EXERCISE PROMPT
For each record here, output an exact copy.

Extracted data entries
-=-=-

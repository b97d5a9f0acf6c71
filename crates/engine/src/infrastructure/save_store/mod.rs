//! File-backed save persistence.
//!
//! Each session is stored as a pointer file plus a bundle directory:
//!
//! ```text
//! <root>/<session_id>.json                pointer
//! <root>/<session_id>.json.bundle/
//!     manifest.json                       shard name -> {hash, file}
//!     meta.<hash16>.json                  one file per shard
//!     map_snapshot.<hash16>.json
//!     ...
//! ```
//!
//! Shard files are content addressed, so a commit only writes shards whose
//! content changed. The manifest and then the pointer are replaced atomically;
//! shard files no longer referenced are pruned afterwards. A pointer without a
//! `bundle_dir` is a legacy save holding the whole aggregate.

mod bundle;
mod fs;

use std::collections::BTreeMap;
use std::path::{Path, PathBuf};

use wrldkeep_domain::{SaveFile, SessionId};

use crate::infrastructure::ports::{CommitReport, SaveRepo, StoreError};

use bundle::{Manifest, Pointer, ShardEntry, MANIFEST_FILE};

/// Save store rooted at a sessions directory.
#[derive(Debug, Clone)]
pub struct SaveStore {
    root: PathBuf,
}

impl SaveStore {
    pub fn new(root: impl Into<PathBuf>) -> Self {
        Self { root: root.into() }
    }

    pub fn root(&self) -> &Path {
        &self.root
    }

    fn pointer_path(&self, session_id: &SessionId) -> PathBuf {
        self.root.join(format!("{session_id}.json"))
    }

    fn bundle_dir_name(session_id: &SessionId) -> String {
        format!("{session_id}.json.bundle")
    }

    /// Previous manifest, if one exists and parses. An unreadable manifest
    /// only means nothing can be reused.
    fn previous_manifest(bundle_dir: &Path) -> Option<Manifest> {
        let path = bundle_dir.join(MANIFEST_FILE);
        let bytes = match fs::read_optional(&path) {
            Ok(Some(bytes)) => bytes,
            Ok(None) => return None,
            Err(e) => {
                tracing::warn!(error = %e, "Previous manifest unreadable, rewriting all shards");
                return None;
            }
        };
        match serde_json::from_slice::<Manifest>(&bytes) {
            Ok(manifest) if manifest.check_format().is_ok() => Some(manifest),
            Ok(_) | Err(_) => {
                tracing::warn!(path = %path.display(), "Previous manifest invalid, rewriting all shards");
                None
            }
        }
    }

    fn load_bundle(&self, pointer: &Pointer, bundle_dir: &str) -> Result<SaveFile, StoreError> {
        if pointer.format != bundle::BUNDLE_FORMAT
            || pointer.format_version != bundle::BUNDLE_FORMAT_VERSION
        {
            return Err(StoreError::corruption(format!(
                "unsupported pointer format {} v{}",
                pointer.format, pointer.format_version
            )));
        }
        if !bundle::is_safe_bundle_dir(bundle_dir) {
            return Err(StoreError::corruption(format!(
                "bundle_dir {bundle_dir:?} escapes the save directory"
            )));
        }

        let dir = self.root.join(bundle_dir);
        let manifest_path = dir.join(MANIFEST_FILE);
        let manifest_bytes = fs::read_optional(&manifest_path)?
            .ok_or_else(|| StoreError::corruption(format!("{} is missing", manifest_path.display())))?;
        let manifest: Manifest = serde_json::from_slice(&manifest_bytes)
            .map_err(|e| StoreError::corruption(format!("manifest is unreadable: {e}")))?;
        manifest.check_format()?;

        let mut shards = BTreeMap::new();
        for name in bundle::SHARD_NAMES {
            let entry = manifest
                .shards
                .get(name)
                .ok_or_else(|| StoreError::corruption(format!("manifest has no {name} shard")))?;
            if !bundle::is_safe_bundle_dir(&entry.file) {
                return Err(StoreError::corruption(format!(
                    "shard file {:?} escapes the bundle",
                    entry.file
                )));
            }
            let path = dir.join(&entry.file);
            let bytes = fs::read_optional(&path)?.ok_or_else(|| {
                StoreError::corruption(format!("shard file {} is missing", path.display()))
            })?;
            let actual = bundle::sha256_hex(&bytes);
            if actual != entry.hash {
                return Err(StoreError::corruption(format!(
                    "shard {name} hash mismatch: manifest {}, file {}",
                    entry.hash, actual
                )));
            }
            shards.insert(name.to_string(), bytes);
        }

        bundle::assemble(&shards)
    }

    /// Remove files in the bundle that the current manifest does not reference.
    fn prune(bundle_dir: &Path, manifest: &Manifest) -> usize {
        let entries = match std::fs::read_dir(bundle_dir) {
            Ok(entries) => entries,
            Err(e) => {
                tracing::warn!(path = %bundle_dir.display(), error = %e, "Skipping shard pruning");
                return 0;
            }
        };

        let mut pruned = 0;
        for entry in entries.filter_map(Result::ok) {
            let file_name = entry.file_name().to_string_lossy().into_owned();
            let referenced = file_name == MANIFEST_FILE
                || manifest.shards.values().any(|s| s.file == file_name);
            if referenced || !entry.path().is_file() {
                continue;
            }
            match std::fs::remove_file(entry.path()) {
                Ok(()) => pruned += 1,
                Err(e) => {
                    tracing::warn!(file = %file_name, error = %e, "Failed to prune stale shard")
                }
            }
        }
        pruned
    }
}

impl SaveRepo for SaveStore {
    fn load(&self, session_id: &SessionId) -> Result<Option<SaveFile>, StoreError> {
        let pointer_path = self.pointer_path(session_id);
        let Some(bytes) = fs::read_optional(&pointer_path)? else {
            return Ok(None);
        };

        let raw: serde_json::Value = serde_json::from_slice(&bytes)
            .map_err(|e| StoreError::corruption(format!("pointer is unreadable: {e}")))?;

        let bundle_dir = raw
            .get("bundle_dir")
            .and_then(|v| v.as_str())
            .map(str::to_string);
        let save = match bundle_dir {
            Some(dir) => {
                let pointer: Pointer = serde_json::from_value(raw)
                    .map_err(|e| StoreError::corruption(format!("pointer is invalid: {e}")))?;
                self.load_bundle(&pointer, &dir)?
            }
            None => {
                tracing::debug!(session_id = %session_id, "Loading legacy save");
                serde_json::from_value::<SaveFile>(raw)
                    .map_err(|e| StoreError::corruption(format!("legacy save is invalid: {e}")))?
            }
        };
        Ok(Some(save))
    }

    fn commit(&self, save: &SaveFile, force: bool) -> Result<CommitReport, StoreError> {
        let dir_name = Self::bundle_dir_name(&save.session_id);
        let bundle_dir = self.root.join(&dir_name);
        let previous = if force {
            None
        } else {
            Self::previous_manifest(&bundle_dir)
        };

        let mut report = CommitReport::default();
        let mut manifest = Manifest::new(save.updated_at);
        for shard in bundle::encode_shards(save)? {
            let file = shard.file_name();
            let unchanged = previous
                .as_ref()
                .and_then(|m| m.shards.get(shard.name))
                .is_some_and(|prev| prev.hash == shard.hash && bundle_dir.join(&prev.file).is_file());

            if unchanged {
                report.reused.push(shard.name.to_string());
            } else {
                fs::write_atomic(&bundle_dir.join(&file), &shard.bytes)?;
                report.written.push(shard.name.to_string());
            }
            manifest.shards.insert(
                shard.name.to_string(),
                ShardEntry {
                    hash: shard.hash,
                    file,
                },
            );
        }

        let manifest_bytes = serde_json::to_vec_pretty(&manifest).map_err(StoreError::serialization)?;
        fs::write_atomic(&bundle_dir.join(MANIFEST_FILE), &manifest_bytes)?;

        let pointer = Pointer::new(save.session_id.clone(), dir_name, save.updated_at);
        let pointer_bytes = serde_json::to_vec_pretty(&pointer).map_err(StoreError::serialization)?;
        fs::write_atomic(&self.pointer_path(&save.session_id), &pointer_bytes)?;

        report.pruned = Self::prune(&bundle_dir, &manifest);

        tracing::debug!(
            session_id = %save.session_id,
            written = ?report.written,
            reused = report.reused.len(),
            pruned = report.pruned,
            force,
            "Save committed"
        );
        Ok(report)
    }
}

-=-=-

YOUR SOLUTION
repository b97d5a9f0acf6c71
filename crates/engine/src/infrastructure/save_store/mod.rs
//! File-backed save persistence.
//!
//! Each session is stored as a pointer file plus a bundle directory:
//!
//! ```text
//! <root>/<session_id>.json                pointer
//! <root>/<session_id>.json.bundle/
//!     manifest.json                       shard name -> {hash, file}
//!     meta.<hash16>.json                  one file per shard
//!     map_snapshot.<hash16>.json
//!     ...
//! ```
//!
//! Shard files are content addressed, so a commit only writes shards whose
//! content changed. The manifest and then the pointer are replaced atomically;
//! shard files no longer referenced are pruned afterwards. A pointer without a
//! `bundle_dir` is a legacy save holding the whole aggregate.

mod bundle;
mod fs;

use std::collections::BTreeMap;
use std::path::{Path, PathBuf};

use wrldkeep_domain::{SaveFile, SessionId};

use crate::infrastructure::ports::{CommitReport, SaveRepo, StoreError};

use bundle::{Manifest, Pointer, ShardEntry, MANIFEST_FILE};

/// Save store rooted at a sessions directory.
#[derive(Debug, Clone)]
pub struct SaveStore {
    root: PathBuf,
}

impl SaveStore {
    pub fn new(root: impl Into<PathBuf>) -> Self {
        Self { root: root.into() }
    }

    pub fn root(&self) -> &Path {
        &self.root
    }

    fn pointer_path(&self, session_id: &SessionId) -> PathBuf {
        self.root.join(format!("{session_id}.json"))
    }

    fn bundle_dir_name(session_id: &SessionId) -> String {
        format!("{session_id}.json.bundle")
    }

    /// Previous manifest, if one exists and parses. An unreadable manifest
    /// only means nothing can be reused.
    fn previous_manifest(bundle_dir: &Path) -> Option<Manifest> {
        let path = bundle_dir.join(MANIFEST_FILE);
        let bytes = match fs::read_optional(&path) {
            Ok(Some(bytes)) => bytes,
            Ok(None) => return None,
            Err(e) => {
                tracing::warn!(error = %e, "Previous manifest unreadable, rewriting all shards");
                return None;
            }
        };
        match serde_json::from_slice::<Manifest>(&bytes) {
            Ok(manifest) if manifest.check_format().is_ok() => Some(manifest),
            Ok(_) | Err(_) => {
                tracing::warn!(path = %path.display(), "Previous manifest invalid, rewriting all shards");
                None
            }
        }
    }

    fn load_bundle(&self, pointer: &Pointer, bundle_dir: &str) -> Result<SaveFile, StoreError> {
        if pointer.format != bundle::BUNDLE_FORMAT
            || pointer.format_version != bundle::BUNDLE_FORMAT_VERSION
        {
            return Err(StoreError::corruption(format!(
                "unsupported pointer format {} v{}",
                pointer.format, pointer.format_version
            )));
        }
        if !bundle::is_safe_bundle_dir(bundle_dir) {
            return Err(StoreError::corruption(format!(
                "bundle_dir {bundle_dir:?} escapes the save directory"
            )));
        }

        let dir = self.root.join(bundle_dir);
        let manifest_path = dir.join(MANIFEST_FILE);
        let manifest_bytes = fs::read_optional(&manifest_path)?
            .ok_or_else(|| StoreError::corruption(format!("{} is missing", manifest_path.display())))?;
        let manifest: Manifest = serde_json::from_slice(&manifest_bytes)
            .map_err(|e| StoreError::corruption(format!("manifest is unreadable: {e}")))?;
        manifest.check_format()?;

        let mut shards = BTreeMap::new();
        for name in bundle::SHARD_NAMES {
            let entry = manifest
                .shards
                .get(name)
                .ok_or_else(|| StoreError::corruption(format!("manifest has no {name} shard")))?;
            if !bundle::is_safe_bundle_dir(&entry.file) {
                return Err(StoreError::corruption(format!(
                    "shard file {:?} escapes the bundle",
                    entry.file
                )));
            }
            let path = dir.join(&entry.file);
            let bytes = fs::read_optional(&path)?.ok_or_else(|| {
                StoreError::corruption(format!("shard file {} is missing", path.display()))
            })?;
            let actual = bundle::sha256_hex(&bytes);
            if actual != entry.hash {
                return Err(StoreError::corruption(format!(
                    "shard {name} hash mismatch: manifest {}, file {}",
                    entry.hash, actual
                )));
            }
            shards.insert(name.to_string(), bytes);
        }

        bundle::assemble(&shards)
    }

    /// Remove files in the bundle that the current manifest does not reference.
    fn prune(bundle_dir: &Path, manifest: &Manifest) -> usize {
        let entries = match std::fs::read_dir(bundle_dir) {
            Ok(entries) => entries,
            Err(e) => {
                tracing::warn!(path = %bundle_dir.display(), error = %e, "Skipping shard pruning");
                return 0;
            }
        };

        let mut pruned = 0;
        for entry in entries.filter_map(Result::ok) {
            let file_name = entry.file_name().to_string_lossy().into_owned();
            let referenced = file_name == MANIFEST_FILE
                || manifest.shards.values().any(|s| s.file == file_name);
            if referenced || !entry.path().is_file() {
                continue;
            }
            match std::fs::remove_file(entry.path()) {
                Ok(()) => pruned += 1,
                Err(e) => {
                    tracing::warn!(file = %file_name, error = %e, "Failed to prune stale shard")
                }
            }
        }
        pruned
    }
}

impl SaveRepo for SaveStore {
    fn load(&self, session_id: &SessionId) -> Result<Option<SaveFile>, StoreError> {
        let pointer_path = self.pointer_path(session_id);
        let Some(bytes) = fs::read_optional(&pointer_path)? else {
            return Ok(None);
        };

        let raw: serde_json::Value = serde_json::from_slice(&bytes)
            .map_err(|e| StoreError::corruption(format!("pointer is unreadable: {e}")))?;

        let bundle_dir = raw
            .get("bundle_dir")
            .and_then(|v| v.as_str())
            .map(str::to_string);
        let save = match bundle_dir {
            Some(dir) => {
                let pointer: Pointer = serde_json::from_value(raw)
                    .map_err(|e| StoreError::corruption(format!("pointer is invalid: {e}")))?;
                self.load_bundle(&pointer, &dir)?
            }
            None => {
                tracing::debug!(session_id = %session_id, "Loading legacy save");
                serde_json::from_value::<SaveFile>(raw)
                    .map_err(|e| StoreError::corruption(format!("legacy save is invalid: {e}")))?
            }
        };
        Ok(Some(save))
    }

    fn commit(&self, save: &SaveFile, force: bool) -> Result<CommitReport, StoreError> {
        let dir_name = Self::bundle_dir_name(&save.session_id);
        let bundle_dir = self.root.join(&dir_name);
        let previous = if force {
            None
        } else {
            Self::previous_manifest(&bundle_dir)
        };

        let mut report = CommitReport::default();
        let mut manifest = Manifest::new(save.updated_at);
        for shard in bundle::encode_shards(save)? {
            let file = shard.file_name();
            let unchanged = previous
                .as_ref()
                .and_then(|m| m.shards.get(shard.name))
                .is_some_and(|prev| prev.hash == shard.hash && bundle_dir.join(&prev.file).is_file());

            if unchanged {
                report.reused.push(shard.name.to_string());
            } else {
                fs::write_atomic(&bundle_dir.join(&file), &shard.bytes)?;
                report.written.push(shard.name.to_string());
            }
            manifest.shards.insert(
                shard.name.to_string(),
                ShardEntry {
                    hash: shard.hash,
                    file,
                },
            );
        }

        let manifest_bytes = serde_json::to_vec_pretty(&manifest).map_err(StoreError::serialization)?;
        fs::write_atomic(&bundle_dir.join(MANIFEST_FILE), &manifest_bytes)?;

        let pointer = Pointer::new(save.session_id.clone(), dir_name, save.updated_at);
        let pointer_bytes = serde_json::to_vec_pretty(&pointer).map_err(StoreError::serialization)?;
        fs::write_atomic(&self.pointer_path(&save.session_id), &pointer_bytes)?;

        report.pruned = Self::prune(&bundle_dir, &manifest);

        tracing::debug!(
            session_id = %save.session_id,
            written = ?report.written,
            reused = report.reused.len(),
            pruned = report.pruned,
            force,
            "Save committed"
        );
        Ok(report)
    }
}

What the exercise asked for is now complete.